Although The Handmaid’s Tale focuses on Gilead and all the ways he hurts so many people, female characters play the lead role at almost every turn. Serena Joy Waterford is one of the most unique of them for the simple fact that this oppressive regime that denies women all their rights was enthusiastically embraced and even partially engineered by Serena herself.
After Fred’s death and Serena’s blatant betrayal of the country she helped build, it looks like she’s finally got a glimpse of what life is like on the other side of the coin, and no surprise there. , she is not happy about it. Whether Serena will finally change for the better remains to be seen, but it’s hard to imagine her becoming any worse than the person she already is.
“You don’t put bruised apples on top of the crate”
Serena always goes out of her way to present herself as elegant and well-mannered, but there’s a nightmare beneath that veneer. One of Serena’s smallest but most repulsive moments comes in the episode where Gilead negotiates with Mexico for a potential trade deal involving handmaids.
Gilead hosts a lavish gala to “honor” the maids and make them more appealing to Mexicans, but she wants to make sure the maids give off the right image. Therefore, she has Aunt Lydia remove the “damaged”, AKA the girls who have been physically mutilated by Gilead, demonstrating that she views these female victims as little more than a commodity for sale.
Serena’s meeting with Luke
Serena has repeatedly demonstrated that she’s willing to do literally whatever it takes to have a baby, and it seems her decision to let Nichole go to Canada was a momentary error in judgment. Serena begs June to convince Luke to give Serena and Fred one last visit with the baby to say goodbye, but Luke agrees with the caveat that only Serena comes to see Nichole.
During their visit to the Toronto airport, Luke rightly calls out Serena Joy for the freak she is, and Serena responds as only she would, delusional saying she was one of the few people to helping June and vaguely threatening to withdraw that help in the same breath. The implication that June might suffer consequences if Luke was not deferential to Serena in the way she thinks she deserves despite consistently facilitating or perpetrating June’s rape and abuse is unbalanced.
Forcing Nick and June to conceive
Serena seemed to rationalize all of her horrific acts as actions in service of the greater good, and in her mind, there is only one true greater good: babies. Her desperation for a child was frightening, and once it became clear that the problem with having a baby might be with Fred, Serena began looking for solutions in different places.

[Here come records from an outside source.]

//! Interactive debate in the terminal.
//!
//! Prints the AI's opening statement, then alternates user turns and
//! counter-arguments. `/end` scores the replies and stores the session;
//! `/quit` leaves without saving.

use super::{commands, render};
use crate::coach::Coach;
use crate::config::Config;
use crate::db::{NewSession, SessionRecord, SessionUser};
use crate::prompts;
use crate::stats::topics;
use anyhow::Result;
use std::io::Write;
use std::time::Instant;
use tokio::io::{AsyncBufRead, AsyncBufReadExt, BufReader};

pub(super) async fn cmd_debate(
    config: &Config,
    topic: &str,
    name: String,
    email: String,
) -> Result<()> {
    if email.trim().is_empty() {
        anyhow::bail!("User data missing. Pass --email or set DEBATE_COACH_EMAIL.");
    }

    let title = topics::find(topic).map_or_else(|| topic.trim().to_string(), |t| t.title.to_string());
    let coach = commands::build_coach(config).await?;
    let user = SessionUser { name, email };

    let stdin = BufReader::new(tokio::io::stdin());
    let mut stdout = std::io::stdout();
    run_debate(&coach, &title, user, stdin, &mut stdout).await?;
    Ok(())
}

/// Drive one debate over `input`, writing the transcript to `out`.
///
/// Returns the stored session, or `None` when the user quit or never replied.
pub(super) async fn run_debate<R, W>(
    coach: &Coach,
    title: &str,
    user: SessionUser,
    input: R,
    out: &mut W,
) -> Result<Option<SessionRecord>>
where
    R: AsyncBufRead + Unpin,
    W: Write,
{
    let started = Instant::now();

    let opening = match coach.opening_statement(title).await {
        Ok(text) => text,
        Err(e) => {
            tracing::error!("Error generating start message: {}", e);
            crate::coach::START_MESSAGE_FALLBACK.to_string()
        }
    };
    writeln!(out, "== {} ==\n", title)?;
    writeln!(out, "AI: {}\n", opening)?;
    writeln!(out, "Type your argument. /end to finish and get feedback, /quit to leave.")?;

    let mut replies: Vec<String> = Vec::new();
    let mut lines = input.lines();

    while let Some(line) = lines.next_line().await? {
        let line = line.trim();
        match line {
            "" => continue,
            "/quit" => {
                writeln!(out, "Session discarded.")?;
                return Ok(None);
            }
            "/end" => break,
            _ => {}
        }

        replies.push(line.to_string());
        match coach.counter_argument(line, Some(title)).await {
            Ok(reply) => writeln!(out, "\nAI: {}\n", reply)?,
            Err(e) => {
                tracing::error!("Debate error: {}", e);
                writeln!(out, "\n(Gemini debate failed, try again)\n")?;
            }
        }
    }

    let elapsed = started.elapsed().as_secs();
    writeln!(out, "Session length {}:{:02}", elapsed / 60, elapsed % 60)?;

    if replies.is_empty() {
        writeln!(out, "No replies, nothing to score.")?;
        return Ok(None);
    }

    let feedback = match coach.feedback(&prompts::join_replies(&replies)).await {
        Ok(f) => {
            write!(out, "\n{}", render::feedback(&f))?;
            Some(f)
        }
        Err(e) => {
            tracing::error!("Feedback error: {}", e);
            writeln!(out, "Feedback unavailable: {}", e)?;
            None
        }
    };

    let mut session = NewSession::new(title, user);
    session.duration = elapsed;
    session.user_replies = replies;
    session.feedback = feedback;

    let saved = coach.end_session(session).await.map_err(|e| {
        tracing::error!("Error saving session: {}", e);
        anyhow::anyhow!("Failed to store session")
    })?;
    writeln!(out, "\nSession saved: {}", saved.id)?;

    let mut history = coach.sessions().query_by_email(&saved.user.email).await?;
    crate::stats::sort_newest_first(&mut history);
    write!(out, "\n{}", render::session_list(&history))?;

    Ok(Some(saved))
}

#[cfg(test)]
mod tests {
    use super::*;
    use crate::test_helpers::helpers::{self, Script, ScriptedGateway};

    fn user() -> SessionUser {
        SessionUser {
            name: "Lee".to_string(),
            email: "lee@example.com".to_string(),
        }
    }

    #[tokio::test]
    async fn test_full_debate_is_scored_and_stored() {
        let gateway = ScriptedGateway::replying(
            r#"{"grammar":8,"clarity":7,"confidence":9,"strengths":["pace"]}"#,
        );
        let coach = helpers::coach_with(gateway.clone()).await;
        let input: &[u8] = b"Remote work saves time\n\nOffices build culture\n/end\n";
        let mut out = Vec::new();

        let saved = run_debate(&coach, "Remote Work Future", user(), input, &mut out)
            .await
            .unwrap()
            .unwrap();

        assert_eq!(saved.topic, "Remote Work Future");
        assert_eq!(saved.user_replies, vec!["Remote work saves time", "Offices build culture"]);
        assert_eq!(saved.average_score(), 8.0);

        // opening + two turns + feedback
        let requests = gateway.requests.lock().unwrap();
        assert_eq!(requests.len(), 4);
        assert!(requests[3].prompt.contains("Remote work saves time\nOffices build culture"));
        drop(requests);

        let transcript = String::from_utf8(out).unwrap();
        assert!(transcript.contains("Strengths:"));
        assert!(transcript.contains(&saved.id));
        assert_eq!(coach.sessions().count().await.unwrap(), 1);
    }

    #[tokio::test]
    async fn test_quit_discards_session() {
        let coach = helpers::coach_with(ScriptedGateway::replying("Not so fast.")).await;
        let input: &[u8] = b"Point one\n/quit\n";
        let mut out = Vec::new();

        let saved = run_debate(&coach, "AI in Education", user(), input, &mut out)
            .await
            .unwrap();
        assert!(saved.is_none());
        assert_eq!(coach.sessions().count().await.unwrap(), 0);
    }

    #[tokio::test]
    async fn test_no_replies_is_not_saved() {
        let coach = helpers::coach_with(ScriptedGateway::replying("Hello.")).await;
        let mut out = Vec::new();
        let saved = run_debate(&coach, "x", user(), &b"/end\n"[..], &mut out)
            .await
            .unwrap();
        assert!(saved.is_none());
    }

    #[tokio::test]
    async fn test_upstream_failure_keeps_session_without_feedback() {
        let coach = helpers::coach_with(ScriptedGateway::new(Script::Fail(503))).await;
        let mut out = Vec::new();

        let saved = run_debate(&coach, "x", user(), &b"An argument\n"[..], &mut out)
            .await
            .unwrap()
            .unwrap();

        assert!(saved.feedback.is_none());
        let transcript = String::from_utf8(out).unwrap();
        assert!(transcript.contains(crate::coach::START_MESSAGE_FALLBACK));
        assert!(transcript.contains("Gemini debate failed"));
    }
}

There are only a few people in the world that Serena can control and command, so she “asks” June and Nick to conceive a child. As Tuello gratefully points out to Serena when she is arrested in Canada, this request is rape in the eyes of any rational person.
The June Imprisonment
After her first few months with the Waterfords, it looks like June may be pregnant, and Serena is clearly over the moon.

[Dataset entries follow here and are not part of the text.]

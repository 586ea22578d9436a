//! Side-by-side comparison of a session with the one before it.
//!
//! "Previous" is the next entry after the selected session once all of the
//! owner's sessions are sorted newest first.

use super::{round_to, sort_newest_first};
use crate::db::SessionRecord;
use crate::feedback::Feedback;
use serde::Serialize;

/// Radar chart row.
#[derive(Debug, Clone, PartialEq, Serialize)]
pub struct ChartPoint {
    pub skill: &'static str,
    pub current: f64,
    pub previous: f64,
}

/// Bar chart row. Same values as [`ChartPoint`], keyed by `category`.
#[derive(Debug, Clone, PartialEq, Serialize)]
pub struct BarPoint {
    pub category: &'static str,
    pub current: f64,
    pub previous: f64,
}

/// One point on the average-score trend line.
#[derive(Debug, Clone, PartialEq, Serialize)]
pub struct TrendPoint {
    pub session: &'static str,
    pub avg: f64,
}

#[derive(Debug, Clone, PartialEq, Serialize)]
#[serde(rename_all = "camelCase")]
pub struct Comparison {
    pub current: SessionRecord,
    pub previous: SessionRecord,
    pub radar: Vec<ChartPoint>,
    pub bar: Vec<BarPoint>,
    pub line: Vec<TrendPoint>,
    pub current_strengths: Vec<String>,
    pub previous_weaknesses: Vec<String>,
}

impl Comparison {
    /// Resolve the session preceding `selected_id`.
    ///
    /// Sessions owned by a different email than the selected one are ignored.
    /// Returns `None` when the selected session is unknown or is the oldest.
    pub fn resolve(selected_id: &str, mut sessions: Vec<SessionRecord>) -> Option<Self> {
        let owner = sessions.iter().find(|s| s.id == selected_id)?.user.email.clone();
        sessions.retain(|s| s.user.email == owner);
        sort_newest_first(&mut sessions);

        let index = sessions.iter().position(|s| s.id == selected_id)?;
        let previous = sessions.get(index + 1)?.clone();
        let current = sessions.swap_remove(index);

        Some(Self::between(current, previous))
    }

    pub fn between(current: SessionRecord, previous: SessionRecord) -> Self {
        let cur = Scores::of(current.feedback.as_ref());
        let prev = Scores::of(previous.feedback.as_ref());

        let skills = [
            ("Grammar", cur.grammar, prev.grammar),
            ("Confidence", cur.confidence, prev.confidence),
            ("Clarity", cur.clarity, prev.clarity),
        ];
        let radar: Vec<ChartPoint> = skills
            .iter()
            .map(|&(skill, current, previous)| ChartPoint {
                skill,
                current,
                previous,
            })
            .collect();
        let bar = skills
            .iter()
            .map(|&(category, current, previous)| BarPoint {
                category,
                current,
                previous,
            })
            .collect();

        let line = vec![
            TrendPoint {
                session: "Previous",
                avg: round_to(prev.average(), 2),
            },
            TrendPoint {
                session: "Current",
                avg: round_to(cur.average(), 2),
            },
        ];

        let current_strengths = current
            .feedback
            .as_ref()
            .map(|f| f.strengths.clone())
            .unwrap_or_default();
        let previous_weaknesses = previous
            .feedback
            .as_ref()
            .map(|f| f.weaknesses.clone())
            .unwrap_or_default();

        Self {
            bar,
            radar,
            line,
            current_strengths,
            previous_weaknesses,
            current,
            previous,
        }
    }
}

#[derive(Debug, Default, Clone, Copy)]
struct Scores {
    grammar: f64,
    clarity: f64,
    confidence: f64,
}

impl Scores {
    fn of(feedback: Option<&Feedback>) -> Self {
        feedback
            .map(|f| Self {
                grammar: f.grammar,
                clarity: f.clarity,
                confidence: f.confidence,
            })
            .unwrap_or_default()
    }

    fn average(&self) -> f64 {
        (self.grammar + self.clarity + self.confidence) / 3.0
    }
}
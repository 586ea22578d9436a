//! CLI Module
//!
//! Command-line interface for debate-coach using Clap v4.

mod commands;
mod render;
mod session;

use anyhow::Result;
use clap::{Parser, Subcommand};

/// debate-coach - Practise English by debating an AI
#[derive(Parser, Debug)]
#[command(name = "debate-coach")]
#[command(version, about, long_about = None)]
pub struct Cli {
    /// Enable debug logging
    #[arg(short, long, global = true)]
    pub debug: bool,

    /// Configuration file path
    #[arg(short, long, global = true)]
    pub config: Option<String>,

    /// Subcommand to execute
    #[command(subcommand)]
    pub command: Option<Commands>,
}

#[derive(Subcommand, Debug)]
pub enum Commands {
    /// Start the HTTP server (default)
    Serve {
        /// Override the configured port
        #[arg(short, long)]
        port: Option<u16>,
    },

    /// Debate the AI in the terminal
    Debate {
        /// Topic id or title from the catalog, or any free-form title
        #[arg(short, long)]
        topic: String,

        /// Your display name
        #[arg(long, env = "DEBATE_COACH_NAME", default_value = "")]
        name: String,

        /// Your email; sessions are stored under it
        #[arg(long, env = "DEBATE_COACH_EMAIL")]
        email: String,
    },

    /// List the debate topics
    Topics,

    /// List your past sessions, newest first
    Sessions {
        #[arg(long, env = "DEBATE_COACH_EMAIL")]
        email: String,
    },

    /// Show one session in detail
    Show {
        /// Session id
        id: String,
    },

    /// Compare a session with the one before it
    Compare {
        /// Session id
        id: String,
    },

    /// Show your dashboard summary
    Dashboard {
        #[arg(long, env = "DEBATE_COACH_EMAIL")]
        email: String,
    },

    /// Show your profile summary
    Profile {
        #[arg(long, env = "DEBATE_COACH_EMAIL")]
        email: String,
    },

    /// Initialize configuration
    Init {
        /// Force overwrite existing configuration
        #[arg(short, long)]
        force: bool,
    },

    /// Show configuration
    Config {
        /// Show full configuration including secrets
        #[arg(short, long)]
        show_secrets: bool,
    },

    /// Database operations
    Db {
        #[command(subcommand)]
        operation: DbCommands,
    },
}

#[derive(Subcommand, Debug)]
pub enum DbCommands {
    /// Initialize database
    Init,
    /// Show database statistics
    Stats,
}

/// Main CLI entry point
pub async fn run() -> Result<()> {
    let cli = Cli::parse();

    let config = commands::load_config(cli.config.as_deref())?;
    let _log_guard = crate::logging::init(&config.logging, cli.debug)?;
    config.log_load_report();

    if cli.debug {
        tracing::info!("Debug mode enabled");
    }

    match cli.command {
        None => commands::cmd_serve(config, None).await,
        Some(Commands::Serve { port }) => commands::cmd_serve(config, port).await,
        Some(Commands::Debate { topic, name, email }) => {
            session::cmd_debate(&config, &topic, name, email).await
        }
        Some(Commands::Topics) => commands::cmd_topics(),
        Some(Commands::Sessions { email }) => commands::cmd_sessions(&config, &email).await,
        Some(Commands::Show { id }) => commands::cmd_show(&config, &id).await,
        Some(Commands::Compare { id }) => commands::cmd_compare(&config, &id).await,
        Some(Commands::Dashboard { email }) => commands::cmd_dashboard(&config, &email).await,
        Some(Commands::Profile { email }) => commands::cmd_profile(&config, &email).await,
        Some(Commands::Init { force }) => commands::cmd_init(&config, force),
        Some(Commands::Config { show_secrets }) => commands::cmd_config(&config, show_secrets),
        Some(Commands::Db { operation }) => commands::cmd_db(&config, operation).await,
    }
}
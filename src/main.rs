use anyhow::Result;

#[tokio::main]
async fn main() -> Result<()> {
    debate_coach::cli::run().await
}
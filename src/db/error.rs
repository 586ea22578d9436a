//! Session store error types.

use thiserror::Error;

#[derive(Debug, Error)]
pub enum StoreError {
    #[error("Failed to create connection pool: {0}")]
    CreatePool(#[from] deadpool_sqlite::CreatePoolError),

    #[error("Failed to get connection from pool: {0}")]
    Pool(#[from] deadpool_sqlite::PoolError),

    #[error("Database task failed: {0}")]
    Interact(String),

    #[error("SQLite error: {0}")]
    Sqlite(#[from] rusqlite::Error),

    #[error("Migration failed: {0}")]
    Migration(#[from] rusqlite_migration::Error),

    #[error("Corrupt stored JSON: {0}")]
    Json(#[from] serde_json::Error),

    #[error("Corrupt stored value in column {column}: {message}")]
    InvalidColumn { column: &'static str, message: String },

    #[error("I/O error: {0}")]
    Io(#[from] std::io::Error),
}
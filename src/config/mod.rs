//! Configuration Module
//!
//! Handles application configuration loading, validation, and management.

pub mod secrets;
mod types;

pub use secrets::SecretString;
pub use types::*;
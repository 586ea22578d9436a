use super::error::StoreError;
use deadpool_sqlite::{Config, Pool, PoolConfig, Runtime};
use rusqlite::Connection;
use rusqlite_migration::{M, Migrations};
use std::path::Path;

fn migrations() -> Migrations<'static> {
    Migrations::new(vec![M::up(
        "CREATE TABLE debate_sessions (
            seq INTEGER PRIMARY KEY AUTOINCREMENT,
            id TEXT NOT NULL UNIQUE,
            topic TEXT NOT NULL,
            duration INTEGER NOT NULL,
            user_replies TEXT NOT NULL,
            feedback TEXT,
            user_name TEXT NOT NULL,
            user_email TEXT NOT NULL,
            timestamp TEXT NOT NULL
        );
        CREATE INDEX idx_debate_sessions_user_email ON debate_sessions(user_email);",
    )])
}

/// Pooled SQLite handle.
#[derive(Clone)]
pub struct Database {
    pool: Pool,
}

impl Database {
    /// Open (or create) the database file at `path`.
    pub async fn connect(path: &Path) -> Result<Self, StoreError> {
        if let Some(parent) = path.parent()
            && !parent.as_os_str().is_empty()
        {
            tokio::fs::create_dir_all(parent).await?;
        }

        let pool = Config::new(path).create_pool(Runtime::Tokio1)?;
        tracing::info!("Session store at {}", path.display());
        Ok(Self { pool })
    }

    /// Private in-memory database. The pool holds a single connection so
    /// every caller sees the same data.
    pub async fn connect_in_memory() -> Result<Self, StoreError> {
        let mut config = Config::new(":memory:");
        config.pool = Some(PoolConfig::new(1));
        let pool = config.create_pool(Runtime::Tokio1)?;
        Ok(Self { pool })
    }

    pub async fn run_migrations(&self) -> Result<(), StoreError> {
        self.execute(|conn| {
            migrations().to_latest(conn)?;
            Ok(())
        })
        .await?;
        tracing::debug!("Session store migrations applied");
        Ok(())
    }

    /// Run `f` on a pooled connection off the async executor.
    pub async fn execute<F, T>(&self, f: F) -> Result<T, StoreError>
    where
        F: FnOnce(&mut Connection) -> Result<T, StoreError> + Send + 'static,
        T: Send + 'static,
    {
        let conn = self.pool.get().await?;
        conn.interact(f)
            .await
            .map_err(|e| StoreError::Interact(e.to_string()))?
    }
}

That is, until June realized it was just a false alarm. Serena is absolutely furious at the revelation and, after giving June a few unnecessary beatings, banishes June to her room to think about “what she did”. The psychological damage that isolation can cause is terrible. Given that June has no control over her reproduction and after what happened to the first Offred, this seems like a particularly sadistic move.
Threatening Hannah the first time
From the moment Serena realized June was pregnant, she didn’t think of this baby as June’s baby. Serena makes this clear in nearly every interaction she has with June, however, the most particularly awful moment that made this crystal clear was when Serena took June to see Hannah.
After June spends years desperately searching for Hannah without success, Serena takes her on a surprise visit to see her from afar without Hannah even knowing her real mother is there. As June desperately begs Serena to spend some time with Hannah, Serena tells June that as long as “her baby” is safe, June’s is too.
Threaten Hannah the second time
Once Serena realized June murdered Fred, she was understandably terrified that June would come looking for her next. And in an attempt to “put June in her place,” Serena orchestrated a massive public funeral for Fred and claimed she had enough power in Gilead to get closer to Hannah.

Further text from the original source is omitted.